◆ **The task**: This exercise calls for every line of the data below with the string "match" in it.

[Records from a data source]
━━━━━━━━━━

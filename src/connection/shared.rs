//! State shared by the connection handle, its streams and its reader task.
//!
//! Two locks guard a connection. The tokio writer lock serializes physical
//! writes; the std state lock guards the stream table, settings, windows and
//! pings. The state lock is never held across an `.await`, and when both are
//! needed the writer lock is taken first.

use std::{
    collections::HashMap,
    fmt,
    future::Future,
    sync::{Arc, Mutex, MutexGuard, Weak, atomic::AtomicU32},
};

use bytes::Bytes;
use tokio::sync::Notify;
use tokio_util::sync::CancellationToken;
use tracing::debug;

use super::{Role, ping::Ping, reader::FrameReader, writer::Writer};
use crate::{
    error::{ConnectionError, ErrorCode, Result},
    executor::Executor,
    flow_control::{self, ReadWindow, Window},
    frame::{Frame, Header},
    listener::StreamListener,
    metrics,
    push::PushDispatcher,
    settings::{self, Settings},
    stream::{Stream, table::StreamTable},
};

/// Keeps the open-connections gauge raised while held.
#[derive(Debug)]
pub(crate) struct OpenGauge;

impl OpenGauge {
    pub(crate) fn new() -> Self {
        metrics::inc_connections();
        Self
    }
}

impl Drop for OpenGauge {
    fn drop(&mut self) { metrics::dec_connections(); }
}

/// Everything guarded by the state lock.
#[derive(Debug)]
pub(crate) struct ConnState {
    pub(crate) streams: StreamTable,
    pub(crate) pings: HashMap<u32, Ping>,
    pub(crate) next_ping_id: u32,
    pub(crate) local_settings: Settings,
    pub(crate) peer_settings: Settings,
    pub(crate) received_initial_peer_settings: bool,
    /// Credit for DATA sent on any stream.
    pub(crate) write_window: Window,
    /// Acknowledgement tracker for DATA received on any stream.
    pub(crate) read_window: ReadWindow,
    pub(crate) shutdown: bool,
    pub(crate) closing: bool,
    pub(crate) gauge: Option<OpenGauge>,
}

impl ConnState {
    fn new(role: Role, local_settings: Settings) -> Self {
        Self {
            streams: StreamTable::new(role),
            pings: HashMap::new(),
            next_ping_id: match role {
                Role::Client => 1,
                Role::Server => 2,
            },
            local_settings,
            peer_settings: Settings::new(),
            received_initial_peer_settings: false,
            write_window: Window::new(settings::DEFAULT_INITIAL_WINDOW_SIZE),
            read_window: ReadWindow::new(
                local_settings
                    .initial_window_size()
                    .max(settings::DEFAULT_INITIAL_WINDOW_SIZE),
            ),
            shutdown: false,
            closing: false,
            gauge: None,
        }
    }
}

pub(crate) struct Shared {
    pub(crate) role: Role,
    this: Weak<Shared>,
    state: Mutex<ConnState>,
    /// Woken whenever send credit grows or a stream leaves the table.
    pub(crate) changed: Notify,
    pub(crate) writer: Writer,
    pub(crate) listener: Arc<dyn StreamListener>,
    pub(crate) push: PushDispatcher,
    pub(crate) executor: Executor,
    pub(crate) closed: CancellationToken,
    /// Frame size limit applied by the decoder.
    pub(crate) local_max_frame_size: Arc<AtomicU32>,
    reader: Mutex<Option<FrameReader>>,
}

pub(crate) struct SharedParts {
    pub(crate) role: Role,
    pub(crate) local_settings: Settings,
    pub(crate) writer: Writer,
    pub(crate) reader: FrameReader,
    pub(crate) listener: Arc<dyn StreamListener>,
    pub(crate) push: PushDispatcher,
    pub(crate) executor: Executor,
    pub(crate) local_max_frame_size: Arc<AtomicU32>,
}

impl Shared {
    pub(crate) fn new(parts: SharedParts) -> Arc<Self> {
        Arc::new_cyclic(|this| Self {
            role: parts.role,
            this: this.clone(),
            state: Mutex::new(ConnState::new(parts.role, parts.local_settings)),
            changed: Notify::new(),
            writer: parts.writer,
            listener: parts.listener,
            push: parts.push,
            executor: parts.executor,
            closed: CancellationToken::new(),
            local_max_frame_size: parts.local_max_frame_size,
            reader: Mutex::new(Some(parts.reader)),
        })
    }

    pub(crate) fn weak(&self) -> Weak<Shared> { self.this.clone() }

    pub(crate) fn lock_state(&self) -> MutexGuard<'_, ConnState> {
        self.state
            .lock()
            .unwrap_or_else(std::sync::PoisonError::into_inner)
    }

    pub(crate) fn take_reader(&self) -> Option<FrameReader> {
        self.reader
            .lock()
            .unwrap_or_else(std::sync::PoisonError::into_inner)
            .take()
    }

    /// Run a write on the control queue, after everything queued before it.
    pub(crate) fn defer<F, Fut>(&self, what: &'static str, job: F)
    where
        F: FnOnce(Arc<Shared>) -> Fut + Send + 'static,
        Fut: Future<Output = Result<()>> + Send + 'static,
    {
        let this = self.weak();
        self.executor.control().submit(async move {
            let Some(shared) = this.upgrade() else {
                return;
            };
            if let Err(e) = job(shared).await {
                debug!(task = what, error = %e, "deferred write failed");
            }
        });
    }

    /// Allocate, register and announce a locally-initiated stream.
    ///
    /// With `associated` set the stream is announced with PUSH_PROMISE on that
    /// stream instead of HEADERS.
    pub(crate) async fn create_stream(
        &self,
        associated: Option<u32>,
        headers: Vec<Header>,
        finished: bool,
    ) -> Result<Stream> {
        let mut sink = self.writer.lock().await;
        let allocated = {
            let mut state = self.lock_state();
            if state.shutdown {
                return Err(ConnectionError::Shutdown);
            }
            state.streams.allocate_id().map(|id| {
                let stream = Stream::new(
                    id,
                    true,
                    self.weak(),
                    state.peer_settings.initial_window_size(),
                    state.local_settings.initial_window_size(),
                );
                if finished {
                    stream.mark_local_finished();
                }
                state.streams.insert(stream.clone());
                stream
            })
        };
        let Some(stream) = allocated else {
            drop(sink);
            tracing::warn!("stream ids exhausted; shutting down");
            self.shutdown(ErrorCode::RefusedStream).await?;
            return Err(ConnectionError::Shutdown);
        };
        let frame = match associated {
            None => Frame::Headers {
                stream_id: stream.id(),
                end_stream: finished,
                headers,
            },
            Some(stream_id) => Frame::PushPromise {
                stream_id,
                promised_id: stream.id(),
                headers,
            },
        };
        sink.send(frame).await?;
        Ok(stream)
    }

    pub(crate) async fn write_headers(
        &self,
        stream_id: u32,
        headers: Vec<Header>,
        finished: bool,
    ) -> Result<()> {
        self.writer
            .send(Frame::Headers {
                stream_id,
                end_stream: finished,
                headers,
            })
            .await
    }

    /// Send `data` as one or more DATA frames, each bounded by the connection
    /// window, the stream window and the peer's frame size.
    pub(crate) async fn write_data(&self, stream: &Stream, finished: bool, mut data: Bytes) -> Result<()> {
        if data.is_empty() {
            return self
                .writer
                .send(Frame::Data {
                    stream_id: stream.id(),
                    end_stream: finished,
                    payload: data,
                })
                .await;
        }
        while !data.is_empty() {
            let granted = self.reserve(stream, data.len()).await?;
            let payload = data.split_to(granted);
            self.writer
                .send(Frame::Data {
                    stream_id: stream.id(),
                    end_stream: finished && data.is_empty(),
                    payload,
                })
                .await?;
        }
        Ok(())
    }

    /// Wait until both windows have credit, then take up to `requested` bytes.
    async fn reserve(&self, stream: &Stream, requested: usize) -> Result<usize> {
        loop {
            let changed = self.changed.notified();
            tokio::pin!(changed);
            changed.as_mut().enable();
            {
                let mut state = self.lock_state();
                if !state.streams.contains(stream.id()) {
                    return Err(ConnectionError::StreamClosed(stream.id()));
                }
                let max_frame_size = self.writer.max_frame_size();
                let granted = stream.with_state(|s| {
                    flow_control::reserve(
                        &mut state.write_window,
                        &mut s.write_window,
                        requested,
                        max_frame_size,
                    )
                });
                if granted > 0 {
                    return Ok(granted);
                }
            }
            changed.await;
        }
    }

    /// Record bytes consumed by the application, or discarded by the
    /// connection, and queue any WINDOW_UPDATE that is due.
    pub(crate) fn acknowledge(&self, stream_id: u32, consumed: usize, stream_ack: Option<u32>) {
        let connection_ack = self.lock_state().read_window.consume(consumed);
        if stream_ack.is_none() && connection_ack.is_none() {
            return;
        }
        self.defer("window update", move |shared| async move {
            if let Some(increment) = stream_ack {
                shared
                    .writer
                    .send(Frame::WindowUpdate { stream_id, increment })
                    .await?;
            }
            if let Some(increment) = connection_ack {
                shared
                    .writer
                    .send(Frame::WindowUpdate {
                        stream_id: 0,
                        increment,
                    })
                    .await?;
            }
            Ok(())
        });
    }

    pub(crate) fn remove_stream(&self, stream_id: u32) -> Option<Stream> {
        let removed = self.lock_state().streams.remove(stream_id);
        self.changed.notify_waiters();
        removed
    }

    pub(crate) async fn send_reset(&self, stream_id: u32, code: ErrorCode) -> Result<()> {
        self.writer.send(Frame::RstStream { stream_id, code }).await
    }

    /// Remove a stream the application reset and tell the peer.
    pub(crate) async fn reset_stream(&self, stream_id: u32, code: ErrorCode) -> Result<()> {
        self.remove_stream(stream_id);
        self.send_reset(stream_id, code).await
    }

    /// Reset a stream from the reader task without waiting for the write.
    pub(crate) fn reset_later(&self, stream_id: u32, code: ErrorCode) {
        if let Some(stream) = self.remove_stream(stream_id) {
            stream.mark_reset(code);
        }
        debug!(stream_id, %code, "resetting stream");
        self.defer("reset", move |shared| async move {
            shared.send_reset(stream_id, code).await
        });
    }

    /// Merge `settings` into the local settings and send them.
    pub(crate) async fn apply_local_settings(&self, settings: Settings) -> Result<()> {
        let mut sink = self.writer.lock().await;
        {
            let mut state = self.lock_state();
            if state.shutdown {
                return Err(ConnectionError::Shutdown);
            }
            state.local_settings.merge(&settings);
            if let Some(size) = settings.get(settings::MAX_FRAME_SIZE) {
                self.local_max_frame_size
                    .store(size, std::sync::atomic::Ordering::Release);
            }
        }
        sink.send(Frame::Settings {
            ack: false,
            settings,
        })
        .await
    }
}

impl fmt::Debug for Shared {
    fn fmt(&self, f: &mut fmt::Formatter<'_>) -> fmt::Result {
        f.debug_struct("Shared")
            .field("role", &self.role)
            .field("closed", &self.closed.is_cancelled())
            .finish_non_exhaustive()
    }
}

━━━━━━━━━━

◆ **Answer box**:
            next_ping_id: match role {
        let frame = match associated {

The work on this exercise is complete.